Gradient Descent: Optimal fixed step size for a quadratic objective?

Question

All of the literature I'm reading immediately skips to the idea of adjusting the step size as you iterate (as far as I can tell) to maximize the rate of convergence. In the context of neural network modeling, I'm building up from fixed-step gradient descent to the more involved methods for the purpose of minimizing error.

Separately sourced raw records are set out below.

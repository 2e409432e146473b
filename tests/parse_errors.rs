//! Purpose: Regression coverage for the parse-failure taxonomy.
//! Exports: Integration tests only.
//! Role: Verify the two externally visible error classes stay distinct:
//! structural parse failures error out, malformed fields fall back silently.
//! Invariants: No input ever panics the deserializer.

use menuforge::core::deserialize::parse_menu;
use menuforge::core::error::ErrorKind;

#[test]
fn invalid_yaml_reports_a_parse_error() {
    let cases = [
        "items:\n  - ]broken[\n",
        "a: b\n\tc: d\n",
        "key: {unclosed\n",
    ];
    for text in cases {
        let err = parse_menu(text).expect_err("should fail");
        assert_eq!(err.kind(), ErrorKind::Parse, "input: {text:?}");
        assert!(std::error::Error::source(&err).is_some(), "input: {text:?}");
    }
}

#[test]
fn empty_or_null_input_reports_empty_configuration() {
    for text in ["", "  ", "\n\n", "# comment only\n", "null", "~"] {
        let err = parse_menu(text).expect_err("should fail");
        assert_eq!(err.kind(), ErrorKind::Parse, "input: {text:?}");
        assert_eq!(err.message(), Some("empty configuration"), "input: {text:?}");
    }
}

#[test]
fn non_mapping_roots_are_rejected_without_panicking() {
    for text in ["just a string", "- a\n- b\n", "42"] {
        let err = parse_menu(text).expect_err("should fail");
        assert_eq!(err.kind(), ErrorKind::Parse, "input: {text:?}");
    }
}

#[test]
fn malformed_fields_fall_back_instead_of_failing() {
    // Every field here is the wrong shape; the parse must still succeed
    // with semantic defaults.
    let settings = parse_menu(
        r#"
menu_title: [not, a, string]
size: many
register_command: 3
update_interval: -5
open_commands: solo
open_requirement: not-a-map
args: 17
items:
  broken: not-a-map
  ok:
    material: STONE
    slot: 2
    amount: lots
    enchantments: 'unlisted'
"#,
    )
    .expect("permissive parse");

    assert_eq!(settings.title, "");
    assert_eq!(settings.size, 54);
    assert!(!settings.register_command);
    assert_eq!(settings.update_interval, 0);
    assert_eq!(settings.open_commands, vec!["solo".to_string()]);
    assert!(settings.open_requirement.requirements.is_empty());
    assert!(settings.args.is_empty());
    assert_eq!(settings.items.len(), 1);
    assert_eq!(settings.items[0].amount, 1);
    assert_eq!(settings.items[0].enchantments.len(), 1);
    assert_eq!(settings.items[0].enchantments[0].name, "unlisted");
}

#[test]
fn hostile_slot_ranges_do_not_blow_up() {
    let settings = parse_menu(
        r#"
menu_title: x
items:
  wide:
    material: STONE
    slots: '0-4294967295'
  fine:
    material: DIRT
    slots: '9-4, 3'
"#,
    )
    .expect("parse");
    // The absurd range is malformed input, the descending range is skipped;
    // only the plain token survives.
    assert_eq!(settings.items.len(), 1);
    assert_eq!(settings.items[0].id, "fine");
    assert_eq!(settings.items[0].slot(), 3);
}
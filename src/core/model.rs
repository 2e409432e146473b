//! Purpose: Define the in-memory menu document model the transcoder round-trips.
//! Exports: `MenuSettings`, `MenuItem`, `InventoryType`, `RequirementGroup`, `Argument`,
//! `Enchantment`, `PotionEffect`, `BannerLayer`.
//! Invariants: The model is the single source of truth; YAML text is always derived.
//! Invariants: Field defaults here are the semantic defaults the deserializer falls back to.

use std::collections::BTreeSet;

use crate::core::requirement::Requirement;

pub const DEFAULT_MENU_SIZE: u32 = 54;
pub const DEFAULT_LORE_APPEND_MODE: &str = "OVERRIDE";

/// Container screens the downstream plugin can open. Only `CHEST` and
/// `BARREL` take a row count; the rest have fixed slot layouts. Unknown
/// names round-trip verbatim through `Other`.
#[derive(Clone, Debug, Default, Eq, PartialEq)]
pub enum InventoryType {
    #[default]
    Chest,
    EnderChest,
    Barrel,
    ShulkerBox,
    Hopper,
    Dispenser,
    Dropper,
    Furnace,
    BlastFurnace,
    Smoker,
    BrewingStand,
    Workbench,
    Anvil,
    Enchanting,
    Grindstone,
    Stonecutter,
    Cartography,
    Loom,
    Smithing,
    Other(String),
}

impl InventoryType {
    pub fn from_name(name: &str) -> Self {
        match name.trim().to_ascii_uppercase().as_str() {
            "" | "CHEST" => Self::Chest,
            "ENDER_CHEST" => Self::EnderChest,
            "BARREL" => Self::Barrel,
            "SHULKER_BOX" => Self::ShulkerBox,
            "HOPPER" => Self::Hopper,
            "DISPENSER" => Self::Dispenser,
            "DROPPER" => Self::Dropper,
            "FURNACE" => Self::Furnace,
            "BLAST_FURNACE" => Self::BlastFurnace,
            "SMOKER" => Self::Smoker,
            "BREWING_STAND" => Self::BrewingStand,
            "WORKBENCH" => Self::Workbench,
            "ANVIL" => Self::Anvil,
            "ENCHANTING" => Self::Enchanting,
            "GRINDSTONE" => Self::Grindstone,
            "STONECUTTER" => Self::Stonecutter,
            "CARTOGRAPHY" => Self::Cartography,
            "LOOM" => Self::Loom,
            "SMITHING" => Self::Smithing,
            _ => Self::Other(name.trim().to_string()),
        }
    }

    pub fn as_str(&self) -> &str {
        match self {
            Self::Chest => "CHEST",
            Self::EnderChest => "ENDER_CHEST",
            Self::Barrel => "BARREL",
            Self::ShulkerBox => "SHULKER_BOX",
            Self::Hopper => "HOPPER",
            Self::Dispenser => "DISPENSER",
            Self::Dropper => "DROPPER",
            Self::Furnace => "FURNACE",
            Self::BlastFurnace => "BLAST_FURNACE",
            Self::Smoker => "SMOKER",
            Self::BrewingStand => "BREWING_STAND",
            Self::Workbench => "WORKBENCH",
            Self::Anvil => "ANVIL",
            Self::Enchanting => "ENCHANTING",
            Self::Grindstone => "GRINDSTONE",
            Self::Stonecutter => "STONECUTTER",
            Self::Cartography => "CARTOGRAPHY",
            Self::Loom => "LOOM",
            Self::Smithing => "SMITHING",
            Self::Other(name) => name.as_str(),
        }
    }

    /// Row selection only applies to chest-shaped screens; everything else
    /// ignores `size`.
    pub fn supports_rows(&self) -> bool {
        matches!(self, Self::Chest | Self::Barrel)
    }
}

#[derive(Clone, Debug, Default, Eq, PartialEq)]
pub struct Enchantment {
    pub name: String,
    pub level: u32,
}

#[derive(Clone, Debug, Default, Eq, PartialEq)]
pub struct PotionEffect {
    pub effect: String,
    pub duration: u32,
    pub amplifier: u32,
}

#[derive(Clone, Debug, Default, Eq, PartialEq)]
pub struct BannerLayer {
    pub color: String,
    pub pattern: String,
}

/// Requirement list plus the deny/success command lists fired on overall
/// pass/fail. Used for the menu-level open gate.
#[derive(Clone, Debug, Default, PartialEq)]
pub struct RequirementGroup {
    pub requirements: Vec<Requirement>,
    pub deny_commands: Vec<String>,
    pub success_commands: Vec<String>,
}

impl RequirementGroup {
    pub fn is_empty(&self) -> bool {
        self.requirements.is_empty()
            && self.deny_commands.iter().all(|line| line.trim().is_empty())
            && self
                .success_commands
                .iter()
                .all(|line| line.trim().is_empty())
    }
}

/// One positional open-command argument (`%args_N%`, 1-indexed by position).
#[derive(Clone, Debug, Default, PartialEq)]
pub struct Argument {
    pub name: String,
    pub requirements: Vec<Requirement>,
    pub deny_commands: Vec<String>,
}

impl Argument {
    pub fn named(name: impl Into<String>) -> Self {
        Self {
            name: name.into(),
            ..Self::default()
        }
    }
}

#[derive(Clone, Debug, PartialEq)]
pub struct MenuItem {
    /// Stable key, unique within a document; doubles as the serialized map key.
    pub id: String,
    /// Non-empty; the minimum element is the legacy scalar `slot`.
    pub slots: BTreeSet<u32>,
    pub material: String,
    pub display_name: String,
    pub lore: Vec<String>,
    pub lore_append_mode: String,
    pub amount: u32,
    pub dynamic_amount: String,
    pub damage: u32,
    pub priority: u32,
    pub update: bool,
    pub model_data: u32,
    pub left_click_commands: Vec<String>,
    pub right_click_commands: Vec<String>,
    pub middle_click_commands: Vec<String>,
    pub shift_left_click_commands: Vec<String>,
    pub shift_right_click_commands: Vec<String>,
    pub enchantments: Vec<Enchantment>,
    pub item_flags: Vec<String>,
    pub hide_enchantments: bool,
    pub hide_attributes: bool,
    pub hide_tooltip: bool,
    pub enchantment_glint_override: bool,
    pub unbreakable: bool,
    pub glow: bool,
    pub rgb: String,
    pub entity_type: String,
    pub base_color: String,
    pub potion_effects: Vec<PotionEffect>,
    pub banner_meta: Vec<BannerLayer>,
    pub view_requirements: Vec<Requirement>,
    pub click_requirements: Vec<Requirement>,
    pub click_deny_commands: Vec<String>,
    pub click_success_commands: Vec<String>,
}

impl MenuItem {
    pub fn new(id: impl Into<String>, slot: u32) -> Self {
        let mut slots = BTreeSet::new();
        slots.insert(slot);
        Self {
            slots,
            ..Self::default()
        }
        .with_id(id)
    }

    fn with_id(mut self, id: impl Into<String>) -> Self {
        self.id = id.into();
        self
    }

    /// Minimum occupied slot, kept for single-slot legacy compatibility.
    pub fn slot(&self) -> u32 {
        self.slots.iter().next().copied().unwrap_or(0)
    }
}

impl Default for MenuItem {
    fn default() -> Self {
        Self {
            id: String::new(),
            slots: BTreeSet::new(),
            material: String::new(),
            display_name: String::new(),
            lore: Vec::new(),
            lore_append_mode: DEFAULT_LORE_APPEND_MODE.to_string(),
            amount: 1,
            dynamic_amount: String::new(),
            damage: 0,
            priority: 0,
            update: false,
            model_data: 0,
            left_click_commands: Vec::new(),
            right_click_commands: Vec::new(),
            middle_click_commands: Vec::new(),
            shift_left_click_commands: Vec::new(),
            shift_right_click_commands: Vec::new(),
            enchantments: Vec::new(),
            item_flags: Vec::new(),
            hide_enchantments: false,
            hide_attributes: false,
            hide_tooltip: false,
            enchantment_glint_override: false,
            unbreakable: false,
            glow: false,
            rgb: String::new(),
            entity_type: String::new(),
            base_color: String::new(),
            potion_effects: Vec::new(),
            banner_meta: Vec::new(),
            view_requirements: Vec::new(),
            click_requirements: Vec::new(),
            click_deny_commands: Vec::new(),
            click_success_commands: Vec::new(),
        }
    }
}

/// Root entity, one per edited document.
#[derive(Clone, Debug, PartialEq)]
pub struct MenuSettings {
    pub title: String,
    pub menu_type: InventoryType,
    pub size: u32,
    pub open_command: String,
    pub register_command: bool,
    pub update_interval: u32,
    /// Legacy convenience field; mirrored into `open_requirement` on
    /// serialize when no explicit open requirement exists.
    pub permission: String,
    pub open_commands: Vec<String>,
    pub close_commands: Vec<String>,
    pub open_requirement: RequirementGroup,
    pub args: Vec<Argument>,
    pub args_usage_message: String,
    pub arguments_support_placeholders: bool,
    pub parse_placeholders_after_arguments: bool,
    pub items: Vec<MenuItem>,
}

impl Default for MenuSettings {
    fn default() -> Self {
        Self {
            title: String::new(),
            menu_type: InventoryType::Chest,
            size: DEFAULT_MENU_SIZE,
            open_command: String::new(),
            register_command: false,
            update_interval: 0,
            permission: String::new(),
            open_commands: Vec::new(),
            close_commands: Vec::new(),
            open_requirement: RequirementGroup::default(),
            args: Vec::new(),
            args_usage_message: String::new(),
            arguments_support_placeholders: false,
            parse_placeholders_after_arguments: false,
            items: Vec::new(),
        }
    }
}
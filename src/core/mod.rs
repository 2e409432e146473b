// Core modules implementing the menu model, codecs, and error modeling.
pub mod argument;
pub mod catalog;
pub mod deserialize;
pub mod error;
pub mod material;
pub mod model;
pub mod requirement;
pub mod serialize;
pub mod slots;
pub mod value;
//! Purpose: Shared core library crate used by the `menuforge` CLI and tests.
//! Exports: `core` (menu model, slot/requirement/argument codecs, YAML transcoder, errors).
//! Role: Internal library backing the binary; not yet a stable public SDK.
//! Invariants: Treat the crate API as internal until a dedicated library release.
//! Invariants: Core transcoder functions are pure; all I/O lives in the binary.
pub mod core;
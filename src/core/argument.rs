//! Purpose: Encode/decode the `args` block with its per-document dual shape.
//! Exports: `encode_args`, `decode_args`.
//! Role: Chooses list vs. map encoding once per document and tolerates every
//! legacy shape on the way back in.
//! Invariants: A map shape is emitted for the whole document as soon as any
//! argument carries requirements or deny commands; never a mixed list/map shape.
//! Invariants: Decoding accepts a flat string list, a mixed list, a keyed map,
//! or a single space-separated string, independently.

use std::collections::BTreeSet;

use serde_yaml::{Mapping, Value};

use crate::core::model::Argument;
use crate::core::requirement::{decode_keyed, encode, Requirement};
use crate::core::value::{mapping_entry, put, scalar_string, string_list_entry, string_seq};

pub fn encode_args(args: &[Argument]) -> Option<Value> {
    let named: Vec<&Argument> = args.iter().filter(|arg| !arg.name.trim().is_empty()).collect();
    if named.is_empty() {
        return None;
    }

    let needs_map = named
        .iter()
        .any(|arg| !arg.requirements.is_empty() || !arg.deny_commands.is_empty());
    if !needs_map {
        let names: Vec<String> = named.iter().map(|arg| arg.name.clone()).collect();
        return Some(string_seq(&names));
    }

    let mut map = Mapping::new();
    for arg in named {
        if arg.requirements.is_empty() && arg.deny_commands.is_empty() {
            map.insert(Value::String(arg.name.clone()), Value::Bool(true));
        } else {
            map.insert(
                Value::String(arg.name.clone()),
                Value::Mapping(encode_payload(arg)),
            );
        }
    }
    Some(Value::Mapping(map))
}

fn encode_payload(arg: &Argument) -> Mapping {
    let mut payload = Mapping::new();
    if !arg.requirements.is_empty() {
        let mut requirements = Mapping::new();
        let mut used = BTreeSet::new();
        for (index, req) in arg.requirements.iter().enumerate() {
            requirements.insert(
                Value::String(requirement_key(req, index, &mut used)),
                Value::Mapping(encode(req)),
            );
        }
        put(&mut payload, "requirements", Value::Mapping(requirements));
    }
    if !arg.deny_commands.is_empty() {
        put(&mut payload, "deny_commands", string_seq(&arg.deny_commands));
    }
    payload
}

/// Map key for an argument requirement: its `id`, else the type string with
/// spaces collapsed to underscores, else a positional fallback. Collisions
/// get a numeric suffix.
fn requirement_key(req: &Requirement, index: usize, used: &mut BTreeSet<String>) -> String {
    let base = if req.id.is_empty() {
        let derived = req.kind.type_str().replace(' ', "_");
        if derived.is_empty() {
            format!("req_{}", index + 1)
        } else {
            derived
        }
    } else {
        req.id.clone()
    };

    if used.insert(base.clone()) {
        return base;
    }
    let mut counter = 2;
    loop {
        let candidate = format!("{base}_{counter}");
        if used.insert(candidate.clone()) {
            return candidate;
        }
        counter += 1;
    }
}

pub fn decode_args(value: &Value) -> Vec<Argument> {
    let mut args = Vec::new();
    match value {
        Value::Sequence(items) => {
            for item in items {
                match item {
                    Value::String(name) => args.push(Argument::named(name.clone())),
                    Value::Mapping(entry) => {
                        for (name, payload) in entry {
                            let Some(name) = scalar_string(name) else {
                                continue;
                            };
                            args.push(decode_payload(name, payload));
                        }
                    }
                    Value::Number(number) => args.push(Argument::named(number.to_string())),
                    _ => {}
                }
            }
        }
        Value::Mapping(entries) => {
            for (name, payload) in entries {
                let Some(name) = scalar_string(name) else {
                    continue;
                };
                args.push(decode_payload(name, payload));
            }
        }
        Value::String(joined) => {
            for name in joined.split_whitespace() {
                args.push(Argument::named(name));
            }
        }
        _ => {}
    }
    args
}

fn decode_payload(name: String, payload: &Value) -> Argument {
    let mut arg = Argument::named(name);
    if let Some(map) = payload.as_mapping() {
        if let Some(requirements) = mapping_entry(map, "requirements") {
            arg.requirements = decode_keyed(requirements);
        }
        arg.deny_commands = string_list_entry(map, "deny_commands");
    }
    arg
}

For example, say I have a simple twice-differentiable function $x^2 + 4$. Is there some way to formalize the rate of convergence and subsequently solve for the fixed step size that maximizes this? The claim is that objective quadratic functions have an optimal fixed step size and this can be shown analytically.

Answer 1

The optimal step length $\alpha s^k$ (actually for any search direction $\boldsymbol s^k$) for a quadratic objective function $f(\boldsymbol x)$ is given by

$$ \alpha^k = -\frac{ \big( \boldsymbol s^k \big)^T \nabla f\big(\boldsymbol x^k\big)}{\big( \boldsymbol s^k \big)^T Q \boldsymbol s^{k}}. $$

In the gradient descent method, you pick $\boldsymbol s^k = \nabla f\big(\boldsymbol x^k\big)$. Here the minus sign comes into play due to the definition of $\alpha^k$, potentially the positive-definiteness of $Q$ and the update formula $$\boldsymbol x^{k+1} = \boldsymbol x^k + \alpha^k \boldsymbol s^k.$$

In your special case, $Q = 2, \boldsymbol s^k = \nabla f\big(\boldsymbol x^k\big) = 2 x$ and thus $$ \alpha^k = -\frac{2x \cdot 2x }{2x \cdot 2 \cdot 2x} = -\frac12.$$